* YOUR TASK:
From the material beneath, pull every line with the word "Review".

——————

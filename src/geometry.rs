//! Direction and offset utilities for 2D grids.
//!
//! Offsets are `(row_delta, col_delta)` pairs: rows grow downwards and
//! columns grow to the right, matching the order lines appear in the input.

/// A `(row_delta, col_delta)` step between neighbouring cells.
pub type Offset = (isize, isize);

/// One of the four cardinal facings.
///
/// Variants are listed in clockwise order starting from `Up`; the
/// discriminant doubles as an index into per-direction tables.
#[derive(Clone, Copy, Debug, PartialEq, Eq, Hash)]
pub enum Direction {
    Up = 0,
    Right = 1,
    Down = 2,
    Left = 3,
}

impl Direction {
    /// All four directions in clockwise order.
    pub const ALL: [Direction; 4] = [
        Direction::Up,
        Direction::Right,
        Direction::Down,
        Direction::Left,
    ];

    /// Parses a guard glyph (`^`, `>`, `v`, `<`).
    pub const fn from_glyph(glyph: char) -> Option<Direction> {
        match glyph {
            '^' => Some(Direction::Up),
            '>' => Some(Direction::Right),
            'v' => Some(Direction::Down),
            '<' => Some(Direction::Left),
            _ => None,
        }
    }

    #[inline(always)]
    pub const fn index(self) -> usize {
        self as usize
    }
}

/// Rotates a facing 90 degrees clockwise.
#[inline(always)]
pub const fn turn_right(direction: Direction) -> Direction {
    match direction {
        Direction::Up => Direction::Right,
        Direction::Right => Direction::Down,
        Direction::Down => Direction::Left,
        Direction::Left => Direction::Up,
    }
}

/// The unit step taken when moving in `direction`.
#[inline(always)]
pub const fn offset(direction: Direction) -> Offset {
    match direction {
        Direction::Up => (-1, 0),
        Direction::Right => (0, 1),
        Direction::Down => (1, 0),
        Direction::Left => (0, -1),
    }
}

/// Orthogonal neighbour offsets: up, down, left, right.
pub const ORTHOGONAL: [Offset; 4] = [(-1, 0), (1, 0), (0, -1), (0, 1)];

/// All eight neighbour offsets, clockwise starting from east.
pub const ALL_EIGHT: [Offset; 8] = [
    (0, 1),   // east
    (1, 1),   // south-east
    (1, 0),   // south
    (1, -1),  // south-west
    (0, -1),  // west
    (-1, -1), // north-west
    (-1, 0),  // north
    (-1, 1),  // north-east
];
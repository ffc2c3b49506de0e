//! Locating and loading puzzle input files.
//!
//! Day `N` reads `<input dir>/dayNN.txt` unless an explicit path is given.

use std::fs;
use std::path::{Path, PathBuf};

use crate::error::PuzzleError;

/// Directory searched for input files when none is configured.
pub const DEFAULT_INPUT_DIR: &str = "input";

/// Conventional input path for a day, e.g. `input/day06.txt`.
pub fn default_path(input_dir: &Path, day: u8) -> PathBuf {
    input_dir.join(format!("day{day:02}.txt"))
}

/// Reads a whole input file into memory.
pub fn read(path: &Path) -> Result<String, PuzzleError> {
    fs::read_to_string(path).map_err(|source| PuzzleError::Io {
        path: path.to_path_buf(),
        source,
    })
}

/// Iterates over the non-blank lines of `input` with their 0-based index.
pub fn lines(input: &str) -> impl Iterator<Item = (usize, &str)> {
    input
        .lines()
        .enumerate()
        .filter(|(_, line)| !line.trim().is_empty())
}
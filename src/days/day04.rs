//! Day 4: Ceres Search.

use crate::error::PuzzleError;
use crate::geometry::ALL_EIGHT;
use crate::grid::{parse_chars, Grid};
use crate::{Answers, Part, Solver};

const WORD: [char; 4] = ['X', 'M', 'A', 'S'];

pub struct CeresSearch;

impl Solver for CeresSearch {
    fn day(&self) -> u8 {
        4
    }

    fn title(&self) -> &'static str {
        "Ceres Search"
    }

    fn solve(&self, input: &str) -> Result<Answers, PuzzleError> {
        let grid = parse_chars(input)?;
        Ok(Answers::new(
            Part::new("Number of XMAS occurrences", count_xmas(&grid)),
            Part::new("Number of X-MAS patterns", count_x_mas(&grid)),
        ))
    }
}

/// Counts `XMAS` spelled in any of the eight directions, overlaps included.
pub fn count_xmas(grid: &Grid<char>) -> u64 {
    let mut count = 0;
    for row in 0..grid.height() as isize {
        for col in 0..grid.width() as isize {
            for &(dr, dc) in &ALL_EIGHT {
                let spelled = WORD.iter().enumerate().all(|(i, &letter)| {
                    let i = i as isize;
                    grid.get(row + i * dr, col + i * dc) == Some(&letter)
                });
                if spelled {
                    count += 1;
                }
            }
        }
    }
    count
}

/// Counts `A` cells whose two diagonals both read `MAS` in either direction.
pub fn count_x_mas(grid: &Grid<char>) -> u64 {
    let is_mas = |a: Option<&char>, b: Option<&char>| {
        matches!((a, b), (Some('M'), Some('S')) | (Some('S'), Some('M')))
    };

    let mut count = 0;
    for row in 1..grid.height() as isize - 1 {
        for col in 1..grid.width() as isize - 1 {
            if grid.get(row, col) != Some(&'A') {
                continue;
            }
            let falling = is_mas(grid.get(row - 1, col - 1), grid.get(row + 1, col + 1));
            let rising = is_mas(grid.get(row - 1, col + 1), grid.get(row + 1, col - 1));
            if falling && rising {
                count += 1;
            }
        }
    }
    count
}
use crate::qif::QifError;
use thiserror::Error;

#[derive(Error, Debug)]
pub enum EtlError {
    #[error("Zip operation failed: {0}")]
    ZipError(#[from] zip::result::ZipError),

    #[error("HTTP request failed: {0}")]
    ApiError(#[from] reqwest::Error),

    #[error("CSV processing error: {0}")]
    CsvError(#[from] csv::Error),

    #[error("IO error: {0}")]
    IoError(#[from] std::io::Error),

    #[error("Serialization error: {0}")]
    SerializationError(#[from] serde_json::Error),

    #[error("QIF error: {0}")]
    QifError(#[from] QifError),

    #[error("Configuration error: {message}")]
    ConfigError { message: String },

    #[error("Missing configuration field: {field}")]
    MissingConfigError { field: String },

    #[error("Invalid configuration value for '{field}' ('{value}'): {reason}")]
    InvalidConfigValueError {
        field: String,
        value: String,
        reason: String,
    },

    #[error("Configuration validation failed for '{field}': {message}")]
    ConfigValidationError { field: String, message: String },

    #[error("Row {line} rejected: {reason}")]
    InvalidRowError { line: usize, reason: String },

    #[error("Data processing error: {message}")]
    ProcessingError { message: String },

    #[error("Source returned HTTP {status} for {url}")]
    SourceUnavailable { url: String, status: u16 },
}

#[derive(Debug, Clone, Copy, PartialEq, Eq)]
pub enum ErrorCategory {
    Configuration,
    Network,
    Data,
    Io,
}

#[derive(Debug, Clone, Copy, PartialEq, Eq, PartialOrd, Ord)]
pub enum ErrorSeverity {
    Low,
    Medium,
    High,
    Critical,
}

impl EtlError {
    pub fn category(&self) -> ErrorCategory {
        match self {
            EtlError::ConfigError { .. }
            | EtlError::MissingConfigError { .. }
            | EtlError::InvalidConfigValueError { .. }
            | EtlError::ConfigValidationError { .. } => ErrorCategory::Configuration,
            EtlError::ApiError(_) | EtlError::SourceUnavailable { .. } => ErrorCategory::Network,
            EtlError::CsvError(_)
            | EtlError::SerializationError(_)
            | EtlError::QifError(_)
            | EtlError::InvalidRowError { .. }
            | EtlError::ProcessingError { .. } => ErrorCategory::Data,
            EtlError::IoError(_) | EtlError::ZipError(_) => ErrorCategory::Io,
        }
    }

    pub fn severity(&self) -> ErrorSeverity {
        match self.category() {
            ErrorCategory::Network => ErrorSeverity::Medium,
            ErrorCategory::Data => ErrorSeverity::High,
            ErrorCategory::Configuration => ErrorSeverity::High,
            ErrorCategory::Io => ErrorSeverity::Critical,
        }
    }

    pub fn recovery_suggestion(&self) -> &'static str {
        match self {
            EtlError::MissingConfigError { .. } => "Add the missing field to the TOML file or pass it on the command line",
            EtlError::InvalidConfigValueError { .. } | EtlError::ConfigValidationError { .. } => {
                "Check the configuration value against the documented options"
            }
            EtlError::ConfigError { .. } => "Review the configuration file for typos",
            EtlError::ApiError(_) | EtlError::SourceUnavailable { .. } => {
                "Check network connectivity and the source URL, then retry"
            }
            EtlError::CsvError(_) => "Check the CSV delimiter and that every row has the same number of columns",
            EtlError::InvalidRowError { .. } => {
                "Fix the row, adjust the field mapping, or set error_handling.on_invalid_row = \"skip\""
            }
            EtlError::QifError(QifError::InvalidAmount { .. }) => {
                "Check the amount column and the decimal_separator setting"
            }
            EtlError::QifError(_) | EtlError::ProcessingError { .. } => {
                "Review the statement data and the field mapping"
            }
            EtlError::SerializationError(_) => "Report this as a bug",
            EtlError::IoError(_) | EtlError::ZipError(_) => {
                "Check that the input exists and the output directory is writable"
            }
        }
    }

    pub fn user_friendly_message(&self) -> String {
        match self.category() {
            ErrorCategory::Configuration => format!("Configuration problem: {}", self),
            ErrorCategory::Network => format!("Could not fetch the statement: {}", self),
            ErrorCategory::Data => format!("Could not convert the statement: {}", self),
            ErrorCategory::Io => format!("File system problem: {}", self),
        }
    }

    /// 根據嚴重程度決定 CLI 退出碼
    pub fn exit_code(&self) -> i32 {
        match self.severity() {
            ErrorSeverity::Low => 0,
            ErrorSeverity::Medium => 2,
            ErrorSeverity::High => 1,
            ErrorSeverity::Critical => 3,
        }
    }
}

pub type Result<T> = std::result::Result<T, EtlError>;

——————

* SOLUTION TO THIS TASK:
            EtlError::ConfigError { .. } => "Review the configuration file for typos",
                "Review the statement data and the field mapping"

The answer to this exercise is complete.